• Description of the task: The job is to find each line of the records below that includes the word "join" and copy it.

• Data:
»»

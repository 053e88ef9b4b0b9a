//! Policy head restricted to legal moves.
//!
//! The policy head is a `[policy_output_size][hidden]` linear layer, but a
//! position only has a handful of legal moves. Only the logits named by the
//! example's legal-move list are computed; every other slot holds
//! [`MASKED_LOGIT`].

use rayon::prelude::*;

use super::scatter::{group_reduce, row_source, AtomicRows, Contribution};
use super::{active, add_scaled, dot_product, ScatterStrategy, MASKED_LOGIT};

static ONE: [f32; 1] = [1.0];

#[derive(Debug, Clone)]
pub struct MoveProjectionGrads {
    pub hidden: Vec<f32>,
    pub weights: Vec<f32>,
    pub bias: Vec<f32>,
}

/// Computes `[batch][policy_output_size]` logits.
///
/// `logits[e][s] = bias[s] + hidden[e] · weights[s]` for every legal slot `s`
/// of example `e`, and [`MASKED_LOGIT`] everywhere else.
pub fn forward(
    hidden: &[f32],
    weights: &[f32],
    bias: &[f32],
    legal_moves: &[i32],
    max_moves: usize,
) -> Vec<f32> {
    let outputs = bias.len();
    let width = weights.len() / outputs;
    let batch = legal_moves.len() / max_moves;
    debug_assert_eq!(hidden.len(), batch * width);

    let mut logits = vec![MASKED_LOGIT; batch * outputs];

    logits
        .par_chunks_mut(outputs)
        .zip(hidden.par_chunks(width))
        .zip(legal_moves.par_chunks(max_moves))
        .for_each(|((out, h), moves)| {
            for slot in active(moves) {
                let row = &weights[slot * width..(slot + 1) * width];
                out[slot] = bias[slot] + dot_product(h, row);
            }
        });

    logits
}

/// Backpropagates `out_grad` (`[batch][policy_output_size]`). Gradient on
/// masked slots is ignored: those logits are constants.
///
/// The hidden gradient of an example only depends on that example's legal
/// moves, so each task owns its row and needs no synchronization. Weight and
/// bias rows are shared between examples and go through `strategy`.
pub fn backward(
    out_grad: &[f32],
    hidden: &[f32],
    weights: &[f32],
    legal_moves: &[i32],
    max_moves: usize,
    strategy: ScatterStrategy,
) -> MoveProjectionGrads {
    let batch = legal_moves.len() / max_moves;
    let width = hidden.len() / batch.max(1);
    let outputs = weights.len() / width.max(1);
    debug_assert_eq!(out_grad.len(), batch * outputs);

    let mut hidden_grad = vec![0f32; batch * width];
    hidden_grad
        .par_chunks_mut(width)
        .zip(out_grad.par_chunks(outputs))
        .zip(legal_moves.par_chunks(max_moves))
        .for_each(|((dest, grad), moves)| {
            for slot in active(moves) {
                add_scaled(dest, &weights[slot * width..(slot + 1) * width], grad[slot]);
            }
        });

    let (weight_grad, bias_grad) = match strategy {
        ScatterStrategy::Atomic => {
            let weight_grad = AtomicRows::zeros(outputs, width);
            let bias_grad = AtomicRows::zeros(outputs, 1);

            out_grad
                .par_chunks(outputs)
                .zip(hidden.par_chunks(width))
                .zip(legal_moves.par_chunks(max_moves))
                .for_each(|((grad, h), moves)| {
                    for slot in active(moves) {
                        weight_grad.add_scaled_row(slot, grad[slot], h);
                        bias_grad.add(slot, grad[slot]);
                    }
                });

            (weight_grad.into_vec(), bias_grad.into_vec())
        }
        ScatterStrategy::Grouped => {
            let contributions: Vec<Contribution> = legal_moves
                .chunks(max_moves)
                .enumerate()
                .flat_map(|(e, moves)| {
                    active(moves).map(move |slot| Contribution {
                        row: slot as u32,
                        example: e as u32,
                        coeff: out_grad[e * outputs + slot],
                    })
                })
                .collect();

            (
                group_reduce(outputs, width, &contributions, row_source(hidden, width)),
                group_reduce(outputs, 1, &contributions, |_| &ONE[..]),
            )
        }
    };

    MoveProjectionGrads {
        hidden: hidden_grad,
        weights: weight_grad,
        bias: bias_grad,
    }
}

#[cfg(test)]
mod tests {
    use super::*;
    use crate::kernels::{assert_approx_eq, SENTINEL};
    use rand::Rng;

    const HIDDEN: usize = 8;
    const OUTPUTS: usize = 1882;
    const MAX_MOVES: usize = 16;

    fn random_vec(len: usize) -> Vec<f32> {
        let mut rng = rand::thread_rng();
        (0..len).map(|_| rng.gen_range(-1.0..1.0)).collect()
    }

    fn padded(moves: &[i32]) -> Vec<i32> {
        let mut slots = vec![SENTINEL; MAX_MOVES];
        slots[..moves.len()].copy_from_slice(moves);
        slots
    }

    #[test]
    fn unlisted_slots_are_masked_and_listed_slots_are_dot_products() {
        let weights = random_vec(OUTPUTS * HIDDEN);
        let bias = random_vec(OUTPUTS);
        let legal = padded(&[5, 1881]);

        for _ in 0..3 {
            let hidden = random_vec(HIDDEN);
            let logits = forward(&hidden, &weights, &bias, &legal, MAX_MOVES);

            for slot in 0..OUTPUTS {
                if slot == 5 || slot == 1881 {
                    let row = &weights[slot * HIDDEN..(slot + 1) * HIDDEN];
                    let expected =
                        bias[slot] + hidden.iter().zip(row).map(|(a, b)| a * b).sum::<f32>();
                    assert_approx_eq(logits[slot], expected, "Logit");
                } else {
                    assert_eq!(logits[slot], MASKED_LOGIT);
                }
            }
        }
    }

    #[test]
    fn backward_matches_dense_reference() {
        const BATCH: usize = 3;
        let weights = random_vec(OUTPUTS * HIDDEN);
        let hidden = random_vec(BATCH * HIDDEN);
        let mut legal = padded(&[0, 17, 1881]);
        legal.extend(padded(&[17]));
        legal.extend(padded(&[3, 17, 900, 1000]));
        let out_grad = random_vec(BATCH * OUTPUTS);

        for strategy in [ScatterStrategy::Atomic, ScatterStrategy::Grouped] {
            let grads = backward(&out_grad, &hidden, &weights, &legal, MAX_MOVES, strategy);

            let mut hidden_ref = vec![0f32; BATCH * HIDDEN];
            let mut weight_ref = vec![0f32; OUTPUTS * HIDDEN];
            let mut bias_ref = vec![0f32; OUTPUTS];
            for e in 0..BATCH {
                for slot in active(&legal[e * MAX_MOVES..(e + 1) * MAX_MOVES]) {
                    let g = out_grad[e * OUTPUTS + slot];
                    bias_ref[slot] += g;
                    for h in 0..HIDDEN {
                        hidden_ref[e * HIDDEN + h] += g * weights[slot * HIDDEN + h];
                        weight_ref[slot * HIDDEN + h] += g * hidden[e * HIDDEN + h];
                    }
                }
            }

            for (got, want) in grads.hidden.iter().zip(&hidden_ref) {
                assert_approx_eq(*got, *want, "Hidden gradient");
            }
            for (got, want) in grads.weights.iter().zip(&weight_ref) {
                assert_approx_eq(*got, *want, "Weight gradient");
            }
            for (got, want) in grads.bias.iter().zip(&bias_ref) {
                assert_approx_eq(*got, *want, "Bias gradient");
            }
        }
    }

    #[test]
    fn gradient_on_masked_slots_is_ignored() {
        let weights = random_vec(OUTPUTS * HIDDEN);
        let hidden = random_vec(HIDDEN);
        let legal = padded(&[5]);
        let mut out_grad = vec![1.0f32; OUTPUTS];
        out_grad[5] = 0.0;

        let grads = backward(&out_grad, &hidden, &weights, &legal, MAX_MOVES, ScatterStrategy::Atomic);

        assert!(grads.hidden.iter().all(|&g| g == 0.0));
        assert!(grads.weights.iter().all(|&g| g == 0.0));
        assert!(grads.bias.iter().all(|&g| g == 0.0));
    }
}
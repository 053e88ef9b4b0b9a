use candle_core::{DType, Device, Result as CandleResult, Tensor};
use candle_nn::{Optimizer, ParamsAdamW, VarBuilder, VarMap};
use nnue::network::{Network, NetworkInputs};
use nnue::wire::Batch;
use nnue::NetConfig;
use std::error::Error;
use std::path::PathBuf;
use std::sync::atomic::{AtomicBool, Ordering};
use std::time::Instant;

use crate::args::Args;
use crate::checkpoint;
use crate::loss::{policy_loss, value_loss};
use crate::training::optimizer::CheckpointedAdamW;
use crate::training::progress::TrainingProgressBar;
use crate::training::schedule::StepLr;

/// Where a batch comes from. The data loader in production, fixed batches in tests.
pub trait BatchSource {
    fn next_batch(&mut self) -> Result<&Batch, Box<dyn Error>>;
}

impl BatchSource for nnue::loader::BatchReader {
    fn next_batch(&mut self) -> Result<&Batch, Box<dyn Error>> {
        Ok(nnue::loader::BatchReader::next_batch(self)?)
    }
}

#[derive(Debug, Default, Clone, Copy)]
struct LossTotals {
    value: f64,
    policy: f64,
    batches: usize,
}

impl LossTotals {
    fn add(&mut self, value: f32, policy: f32) {
        self.value += value as f64;
        self.policy += policy as f64;
        self.batches += 1;
    }

    fn mean(&self) -> (f32, f32) {
        let n = self.batches.max(1) as f64;
        ((self.value / n) as f32, (self.policy / n) as f32)
    }
}

pub struct Trainer {
    network: Network,
    optimizer: CheckpointedAdamW,
    varmap: VarMap,
    device: Device,
    config: NetConfig,
    schedule: StepLr,
    net_name: String,
    checkpoint_dir: PathBuf,
    start_superbatch: usize,
    end_superbatch: usize,
    save_interval: usize,
    batches_per_superbatch: usize,
    score_scale: f64,
    wdl_weight: f64,
    value_loss_weight: f64,
}

impl Trainer {
    pub fn new(args: &Args, config: NetConfig) -> Result<Self, Box<dyn Error>> {
        // The sparse ops only have CPU kernels
        let device = Device::Cpu;
        log::info!("Using device: {:?}", device);

        let mut varmap = VarMap::new();
        let vs = VarBuilder::from_varmap(&varmap, DType::F32, &device);
        let network = Network::new(&vs, &config, args.scatter)?;

        if let Some(path) = &args.checkpoint {
            checkpoint::load(&mut varmap, path)?;
        }
        network.clamp_feature_transformer(&varmap, config.ft_max_weight)?;

        let schedule = StepLr::new(args.learning_rate, args.lr_multiplier, args.lr_drop_interval);
        let mut optimizer = CheckpointedAdamW::from_varmap(
            &varmap,
            ParamsAdamW {
                lr: schedule.at(args.start_superbatch),
                weight_decay: 0.01,
                ..Default::default()
            },
        )?;
        if let Some(path) = &args.checkpoint {
            checkpoint::load_optimizer(&mut optimizer, path)?;
        }

        Ok(Self {
            network,
            optimizer,
            varmap,
            device,
            batches_per_superbatch: args.superbatch_positions.div_ceil(config.batch_size),
            config,
            schedule,
            net_name: args.net_name.clone(),
            checkpoint_dir: args.checkpoint_dir.clone(),
            start_superbatch: args.start_superbatch,
            end_superbatch: args.end_superbatch,
            save_interval: args.save_interval,
            score_scale: args.score_scale,
            wdl_weight: args.wdl_weight,
            value_loss_weight: args.value_loss_weight,
        })
    }

    /// Trains until the last superbatch or until `stop` is raised. A stop
    /// finishes the current step and writes a checkpoint.
    pub fn train<S: BatchSource>(&mut self, source: &mut S, stop: &AtomicBool) -> Result<(), Box<dyn Error>> {
        for superbatch in self.start_superbatch..=self.end_superbatch {
            let lr = self.schedule.at(superbatch);
            if superbatch > self.start_superbatch && lr != self.optimizer.learning_rate() {
                log::info!("LR dropped to {:e}", lr);
            }
            self.optimizer.set_learning_rate(lr);

            let (value, policy) = match self.train_superbatch(superbatch, source, stop)? {
                Some(losses) => losses,
                None => {
                    log::info!("Interrupted during superbatch {}", superbatch);
                    checkpoint::save(
                        &self.varmap,
                        &self.optimizer,
                        &self.checkpoint_dir,
                        &self.net_name,
                        superbatch,
                    )?;
                    return Ok(());
                }
            };

            log::info!(
                "Superbatch {}/{}: value loss {:.5}, policy loss {:.5}, total {:.5}",
                superbatch,
                self.end_superbatch,
                value,
                policy,
                value as f64 * self.value_loss_weight + policy as f64 * (1.0 - self.value_loss_weight),
            );

            let completed = superbatch - self.start_superbatch + 1;
            if completed % self.save_interval == 0 || superbatch == self.end_superbatch {
                checkpoint::save(
                    &self.varmap,
                    &self.optimizer,
                    &self.checkpoint_dir,
                    &self.net_name,
                    superbatch,
                )?;
            }
        }

        Ok(())
    }

    /// Mean (value, policy) loss of the superbatch, or `None` if stopped.
    fn train_superbatch<S: BatchSource>(
        &mut self,
        superbatch: usize,
        source: &mut S,
        stop: &AtomicBool,
    ) -> Result<Option<(f32, f32)>, Box<dyn Error>> {
        let progress = TrainingProgressBar::new(self.batches_per_superbatch, superbatch, self.end_superbatch)?;
        let started = Instant::now();
        let mut totals = LossTotals::default();

        for batch_num in 1..=self.batches_per_superbatch {
            if stop.load(Ordering::Relaxed) {
                progress.finish();
                return Ok(None);
            }

            let batch = source
                .next_batch()
                .map_err(|e| format!("superbatch {superbatch}, batch {batch_num}: {e}"))?;
            let (value, policy) = self
                .step(batch)
                .map_err(|e| format!("superbatch {superbatch}, batch {batch_num}: {e}"))?;
            totals.add(value, policy);

            let (value, policy) = totals.mean();
            let positions = (batch_num * self.config.batch_size) as f64;
            progress.update(value, policy, positions / started.elapsed().as_secs_f64().max(1e-9));
        }

        progress.finish();
        Ok(Some(totals.mean()))
    }

    /// One optimizer step: forward, loss, backward, update, clamp.
    fn step(&mut self, batch: &Batch) -> CandleResult<(f32, f32)> {
        let size = batch.size;
        let (value, logits) = self.network.forward(&NetworkInputs::from_batch(batch))?;

        let scores = Tensor::from_iter(batch.scores.iter().map(|&s| s as f32), &self.device)?
            .reshape((size, 1))?;
        let wdl = Tensor::from_slice(&batch.wdl, (size, 1), &self.device)?;
        let targets = Tensor::from_vec(
            batch.policy_targets(),
            (size, batch.policy_outputs),
            &self.device,
        )?;

        let value_loss = value_loss(&value, &scores, &wdl, self.score_scale, self.wdl_weight)?;
        let policy_loss = policy_loss(&logits, &targets)?;
        let loss = ((&value_loss * self.value_loss_weight)?
            + (&policy_loss * (1.0 - self.value_loss_weight))?)?;

        self.optimizer.backward_step(&loss)?;
        self.network
            .clamp_feature_transformer(&self.varmap, self.config.ft_max_weight)?;

        Ok((value_loss.to_scalar::<f32>()?, policy_loss.to_scalar::<f32>()?))
    }
}

#[cfg(test)]
mod tests {
    use super::*;
    use clap::Parser;
    use nnue::kernels::SENTINEL;
    use nnue::wire::PolicyTarget;

    struct Repeat(Batch);

    impl BatchSource for Repeat {
        fn next_batch(&mut self) -> Result<&Batch, Box<dyn Error>> {
            Ok(&self.0)
        }
    }

    fn args(dir: &std::path::Path) -> Args {
        Args::parse_from([
            "train",
            "--hidden-size",
            "8",
            "--max-active-features",
            "4",
            "--policy-output-size",
            "16",
            "--max-moves-per-pos",
            "4",
            "--batch-size",
            "2",
            "--superbatch-positions",
            "6",
            "--end-superbatch",
            "2",
            "--save-interval",
            "1",
            "--learning-rate",
            "0.01",
            "--checkpoint-dir",
            dir.to_str().unwrap(),
        ])
    }

    fn batch(config: &NetConfig) -> Batch {
        let mut batch = Batch::new(config, PolicyTarget::BestMove);
        batch.stm_features[..2].copy_from_slice(&[3, 40]);
        batch.ntm_features[..2].copy_from_slice(&[9, 700]);
        batch.stm_features[4] = 100;
        batch.ntm_features[4] = SENTINEL;
        batch.scores = vec![150, -300];
        batch.wdl = vec![1.0, 0.0];
        batch.legal_moves[..2].copy_from_slice(&[1, 5]);
        batch.move_weights[1] = 1.0;
        batch.legal_moves[4] = 15;
        batch.move_weights[4] = 1.0;
        batch
    }

    #[test]
    fn trains_superbatches_and_writes_checkpoints() {
        let dir = tempfile::tempdir().unwrap();
        let args = args(dir.path());
        let config = args.net.to_config().unwrap();
        let mut trainer = Trainer::new(&args, config.clone()).unwrap();
        assert_eq!(trainer.batches_per_superbatch, 3);

        let before = trainer.step(&batch(&config)).unwrap();
        trainer.train(&mut Repeat(batch(&config)), &AtomicBool::new(false)).unwrap();
        let after = trainer.step(&batch(&config)).unwrap();

        assert!(after.1 < before.1, "policy loss {} -> {}", before.1, after.1);
        assert!(dir.path().join("net768x2-1.safetensors").exists());
        assert!(dir.path().join("net768x2-2.safetensors").exists());
    }

    #[test]
    fn stop_flag_checkpoints_and_returns() {
        let dir = tempfile::tempdir().unwrap();
        let args = args(dir.path());
        let config = args.net.to_config().unwrap();
        let mut trainer = Trainer::new(&args, config.clone()).unwrap();

        trainer.train(&mut Repeat(batch(&config)), &AtomicBool::new(true)).unwrap();

        assert!(dir.path().join("net768x2-1.safetensors").exists());
        assert!(!dir.path().join("net768x2-2.safetensors").exists());
    }

    #[test]
    fn resuming_restores_weights_and_optimizer_state() {
        let dir = tempfile::tempdir().unwrap();
        let args = args(dir.path());
        let config = args.net.to_config().unwrap();
        let mut trainer = Trainer::new(&args, config.clone()).unwrap();
        trainer.train(&mut Repeat(batch(&config)), &AtomicBool::new(false)).unwrap();
        assert_eq!(trainer.optimizer.steps().unwrap(), 6);

        let checkpoint = dir.path().join("net768x2-2.safetensors");
        assert!(checkpoint::optimizer_path(&checkpoint).exists());

        let mut resumed_args = args.clone();
        resumed_args.checkpoint = Some(checkpoint);
        resumed_args.start_superbatch = 3;
        resumed_args.end_superbatch = 3;
        let resumed = Trainer::new(&resumed_args, config).unwrap();

        assert_eq!(resumed.optimizer.steps().unwrap(), 6);
        assert_eq!(
            resumed.network.params().unwrap().policy_weight,
            trainer.network.params().unwrap().policy_weight
        );
    }
}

««

• Answer to the problem:
        assert!(dir.path().join("net768x2-1.safetensors").exists());
        assert!(dir.path().join("net768x2-2.safetensors").exists());
        assert!(dir.path().join("net768x2-1.safetensors").exists());
        assert!(!dir.path().join("net768x2-2.safetensors").exists());
        let checkpoint = dir.path().join("net768x2-2.safetensors");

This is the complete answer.